Count every line in the following listing that contains "PointTransaction", then report that count with nothing added.

[Start of Attachment]

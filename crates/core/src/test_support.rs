//! In-memory repository implementations shared by the service test modules.

use std::collections::HashMap;
use std::sync::atomic::{AtomicBool, Ordering};
use std::sync::Mutex;

use async_trait::async_trait;
use chrono::{DateTime, Utc};
use uuid::Uuid;

use crate::achievements::{
    EngagementMetricsRepositoryTrait, Metric, UnlockedAchievement,
    UnlockedAchievementRepositoryTrait,
};
use crate::checkins::{CheckIn, CheckInError, Event, EventRepositoryTrait, NewCheckIn};
use crate::checkins::CheckInRepositoryTrait;
use crate::errors::{DatabaseError, Error, Result};
use crate::goals::{Goal, GoalRepositoryTrait, GoalStatus, GoalType, NewGoal};
use crate::leaderboard::{RegionDirectoryTrait, RegionScope};
use crate::ledger::{
    LedgerRepositoryTrait, NewPointTransaction, PointTransaction, TransactionPage,
    TransactionPageMeta, UserPointsSum,
};

// --- Ledger ---

#[derive(Default)]
pub struct InMemoryLedgerRepository {
    pub rows: Mutex<Vec<PointTransaction>>,
    /// When set, writes fail with a retryable storage error.
    pub fail_writes: AtomicBool,
}

impl InMemoryLedgerRepository {
    pub fn new() -> Self {
        Self::default()
    }

    pub fn set_fail_writes(&self, fail: bool) {
        self.fail_writes.store(fail, Ordering::SeqCst);
    }

    /// Seeds a row with an explicit timestamp (for window tests).
    pub fn push_at(&self, user_id: &str, amount: i64, created_at: DateTime<Utc>) {
        self.rows.lock().unwrap().push(PointTransaction {
            id: Uuid::new_v4().to_string(),
            user_id: user_id.to_string(),
            amount,
            reason: "seed".to_string(),
            source: crate::ledger::PointSource::Other,
            metadata: None,
            created_at,
        });
    }
}

#[async_trait]
impl LedgerRepositoryTrait for InMemoryLedgerRepository {
    async fn insert_transaction(&self, new_tx: NewPointTransaction) -> Result<PointTransaction> {
        if self.fail_writes.load(Ordering::SeqCst) {
            return Err(Error::Database(DatabaseError::ConnectionFailed(
                "simulated outage".to_string(),
            )));
        }
        let tx = PointTransaction {
            id: Uuid::new_v4().to_string(),
            user_id: new_tx.user_id,
            amount: new_tx.amount,
            reason: new_tx.reason,
            source: new_tx.source,
            metadata: new_tx.metadata,
            created_at: Utc::now(),
        };
        self.rows.lock().unwrap().push(tx.clone());
        Ok(tx)
    }

    fn sum_amount_for_user(&self, user_id: &str, as_of: Option<DateTime<Utc>>) -> Result<i64> {
        let cutoff = as_of.unwrap_or_else(Utc::now);
        Ok(self
            .rows
            .lock()
            .unwrap()
            .iter()
            .filter(|t| t.user_id == user_id && t.created_at <= cutoff)
            .map(|t| t.amount)
            .sum())
    }

    fn get_transactions_page(
        &self,
        user_id: &str,
        page: i64,
        page_size: i64,
    ) -> Result<TransactionPage> {
        let rows = self.rows.lock().unwrap();
        let mut mine: Vec<_> = rows.iter().filter(|t| t.user_id == user_id).cloned().collect();
        mine.sort_by(|a, b| b.created_at.cmp(&a.created_at));
        let total_row_count = mine.len() as i64;
        let data = mine
            .into_iter()
            .skip((page * page_size) as usize)
            .take(page_size as usize)
            .collect();
        Ok(TransactionPage {
            data,
            meta: TransactionPageMeta { total_row_count },
        })
    }

    fn sum_points_by_user(
        &self,
        range: Option<(DateTime<Utc>, DateTime<Utc>)>,
        user_filter: Option<&[String]>,
    ) -> Result<Vec<UserPointsSum>> {
        let rows = self.rows.lock().unwrap();
        let mut sums: HashMap<String, (i64, DateTime<Utc>)> = HashMap::new();
        for tx in rows.iter() {
            if let Some((start, end)) = range {
                if tx.created_at < start || tx.created_at >= end {
                    continue;
                }
            }
            if let Some(filter) = user_filter {
                if !filter.iter().any(|u| u == &tx.user_id) {
                    continue;
                }
            }
            let entry = sums
                .entry(tx.user_id.clone())
                .or_insert((0, tx.created_at));
            entry.0 += tx.amount;
            entry.1 = entry.1.min(tx.created_at);
        }
        Ok(sums
            .into_iter()
            .map(|(user_id, (total, first_earned_at))| UserPointsSum {
                user_id,
                total,
                first_earned_at,
            })
            .collect())
    }
}

// --- Achievements ---

#[derive(Default)]
pub struct InMemoryUnlockedAchievementRepository {
    pub rows: Mutex<Vec<UnlockedAchievement>>,
}

impl InMemoryUnlockedAchievementRepository {
    pub fn new() -> Self {
        Self::default()
    }
}

#[async_trait]
impl UnlockedAchievementRepositoryTrait for InMemoryUnlockedAchievementRepository {
    async fn insert_if_absent(&self, unlock: UnlockedAchievement) -> Result<bool> {
        let mut rows = self.rows.lock().unwrap();
        let exists = rows
            .iter()
            .any(|u| u.user_id == unlock.user_id && u.achievement_id == unlock.achievement_id);
        if exists {
            return Ok(false);
        }
        rows.push(unlock);
        Ok(true)
    }

    fn get_unlocked(&self, user_id: &str) -> Result<Vec<UnlockedAchievement>> {
        Ok(self
            .rows
            .lock()
            .unwrap()
            .iter()
            .filter(|u| u.user_id == user_id)
            .cloned()
            .collect())
    }
}

#[derive(Default)]
pub struct InMemoryMetricsRepository {
    pub counts: Mutex<HashMap<(String, Metric), i64>>,
}

impl InMemoryMetricsRepository {
    pub fn new() -> Self {
        Self::default()
    }

    pub fn seed(&self, user_id: &str, metric: Metric, count: i64) {
        self.counts
            .lock()
            .unwrap()
            .insert((user_id.to_string(), metric), count);
    }
}

#[async_trait]
impl EngagementMetricsRepositoryTrait for InMemoryMetricsRepository {
    async fn increment(&self, user_id: &str, metric: Metric, by: i64) -> Result<i64> {
        let mut counts = self.counts.lock().unwrap();
        let entry = counts.entry((user_id.to_string(), metric)).or_insert(0);
        *entry += by;
        Ok(*entry)
    }

    fn get_count(&self, user_id: &str, metric: Metric) -> Result<i64> {
        Ok(self
            .counts
            .lock()
            .unwrap()
            .get(&(user_id.to_string(), metric))
            .copied()
            .unwrap_or(0))
    }

    fn get_counts(&self, user_id: &str) -> Result<HashMap<Metric, i64>> {
        Ok(self
            .counts
            .lock()
            .unwrap()
            .iter()
            .filter(|((u, _), _)| u == user_id)
            .map(|((_, m), c)| (*m, *c))
            .collect())
    }
}

// --- Goals ---

#[derive(Default)]
pub struct InMemoryGoalRepository {
    pub rows: Mutex<Vec<Goal>>,
}

impl InMemoryGoalRepository {
    pub fn new() -> Self {
        Self::default()
    }
}

#[async_trait]
impl GoalRepositoryTrait for InMemoryGoalRepository {
    fn find_active_goal(&self, user_id: &str, goal_type: GoalType) -> Result<Option<Goal>> {
        Ok(self
            .rows
            .lock()
            .unwrap()
            .iter()
            .find(|g| {
                g.user_id == user_id && g.goal_type == goal_type && g.status == GoalStatus::Active
            })
            .cloned())
    }

    async fn insert_goal_if_absent(&self, new_goal: NewGoal) -> Result<Goal> {
        let mut rows = self.rows.lock().unwrap();
        if let Some(existing) = rows.iter().find(|g| {
            g.user_id == new_goal.user_id
                && g.goal_type == new_goal.goal_type
                && g.period_start == new_goal.period_start
        }) {
            return Ok(existing.clone());
        }
        let now = Utc::now();
        let goal = Goal {
            id: Uuid::new_v4().to_string(),
            user_id: new_goal.user_id,
            goal_type: new_goal.goal_type,
            target_value: new_goal.target_value,
            current_value: 0,
            period_start: new_goal.period_start,
            period_end: new_goal.period_end,
            status: GoalStatus::Active,
            auto_generated: new_goal.auto_generated,
            created_at: now,
            updated_at: now,
        };
        rows.push(goal.clone());
        Ok(goal)
    }

    async fn update_goal(&self, goal: Goal) -> Result<Goal> {
        let mut rows = self.rows.lock().unwrap();
        match rows.iter_mut().find(|g| g.id == goal.id) {
            Some(slot) => {
                *slot = goal.clone();
                Ok(goal)
            }
            None => Err(Error::Database(DatabaseError::NotFound(goal.id))),
        }
    }

    fn list_goals_for_user(&self, user_id: &str) -> Result<Vec<Goal>> {
        Ok(self
            .rows
            .lock()
            .unwrap()
            .iter()
            .filter(|g| g.user_id == user_id)
            .cloned()
            .collect())
    }
}

// --- Events / check-ins ---

#[derive(Default)]
pub struct InMemoryEventRepository {
    pub rows: Mutex<Vec<Event>>,
}

impl InMemoryEventRepository {
    pub fn new() -> Self {
        Self::default()
    }

    pub fn seed(&self, event: Event) {
        self.rows.lock().unwrap().push(event);
    }
}

#[async_trait]
impl EventRepositoryTrait for InMemoryEventRepository {
    fn get_event(&self, event_id: &str) -> Result<Option<Event>> {
        Ok(self
            .rows
            .lock()
            .unwrap()
            .iter()
            .find(|e| e.id == event_id)
            .cloned())
    }

    async fn upsert_event(&self, event: Event) -> Result<Event> {
        let mut rows = self.rows.lock().unwrap();
        rows.retain(|e| e.id != event.id);
        rows.push(event.clone());
        Ok(event)
    }
}

#[derive(Default)]
pub struct InMemoryCheckInRepository {
    pub rows: Mutex<Vec<CheckIn>>,
}

impl InMemoryCheckInRepository {
    pub fn new() -> Self {
        Self::default()
    }
}

#[async_trait]
impl CheckInRepositoryTrait for InMemoryCheckInRepository {
    async fn insert_check_in(
        &self,
        new_check_in: NewCheckIn,
        capacity: Option<i64>,
    ) -> Result<CheckIn> {
        let mut rows = self.rows.lock().unwrap();
        if rows
            .iter()
            .any(|c| c.user_id == new_check_in.user_id && c.event_id == new_check_in.event_id)
        {
            return Err(Error::CheckIn(CheckInError::AlreadyCheckedIn(
                new_check_in.event_id,
            )));
        }
        if let Some(max) = capacity {
            let count = rows
                .iter()
                .filter(|c| c.event_id == new_check_in.event_id)
                .count() as i64;
            if count >= max {
                return Err(Error::CheckIn(CheckInError::AtCapacity(
                    new_check_in.event_id,
                )));
            }
        }
        let check_in = CheckIn {
            id: Uuid::new_v4().to_string(),
            user_id: new_check_in.user_id,
            event_id: new_check_in.event_id,
            location: new_check_in.location,
            checked_in_at: Utc::now(),
        };
        rows.push(check_in.clone());
        Ok(check_in)
    }

    fn has_checked_in(&self, user_id: &str, event_id: &str) -> Result<bool> {
        Ok(self
            .rows
            .lock()
            .unwrap()
            .iter()
            .any(|c| c.user_id == user_id && c.event_id == event_id))
    }

    fn count_for_event(&self, event_id: &str) -> Result<i64> {
        Ok(self
            .rows
            .lock()
            .unwrap()
            .iter()
            .filter(|c| c.event_id == event_id)
            .count() as i64)
    }

    fn get_check_ins_for_user(&self, user_id: &str) -> Result<Vec<CheckIn>> {
        Ok(self
            .rows
            .lock()
            .unwrap()
            .iter()
            .filter(|c| c.user_id == user_id)
            .cloned()
            .collect())
    }
}

// --- Regions ---

pub struct StaticRegionDirectory {
    pub members: HashMap<String, Vec<String>>,
}

impl StaticRegionDirectory {
    pub fn new() -> Self {
        StaticRegionDirectory {
            members: HashMap::new(),
        }
    }

    pub fn with_city(mut self, city: &str, users: &[&str]) -> Self {
        self.members.insert(
            format!("city:{}", city),
            users.iter().map(|u| u.to_string()).collect(),
        );
        self
    }
}

impl RegionDirectoryTrait for StaticRegionDirectory {
    fn users_in(&self, region: &RegionScope) -> Result<Vec<String>> {
        let key = match region {
            RegionScope::City(city) => format!("city:{}", city),
            RegionScope::State(state) => format!("state:{}", state),
        };
        Ok(self.members.get(&key).cloned().unwrap_or_default())
    }
}
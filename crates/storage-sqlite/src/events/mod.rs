//! SQLite storage implementation for events.

mod model;
mod repository;

pub use model::EventDB;
pub use repository::EventRepository;
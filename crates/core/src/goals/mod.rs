//! Goal tracker module - periodic per-user targets.

mod goals_errors;
mod goals_model;
mod goals_service;
mod goals_traits;
pub mod period;

#[cfg(test)]
mod goals_service_tests;

pub use goals_errors::GoalError;
pub use goals_model::{Goal, GoalStatus, GoalType, NewGoal};
pub use goals_service::GoalService;
pub use goals_traits::{GoalRepositoryTrait, GoalServiceTrait};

[End of Attachment]

__SOLVED EXERCISE__. 5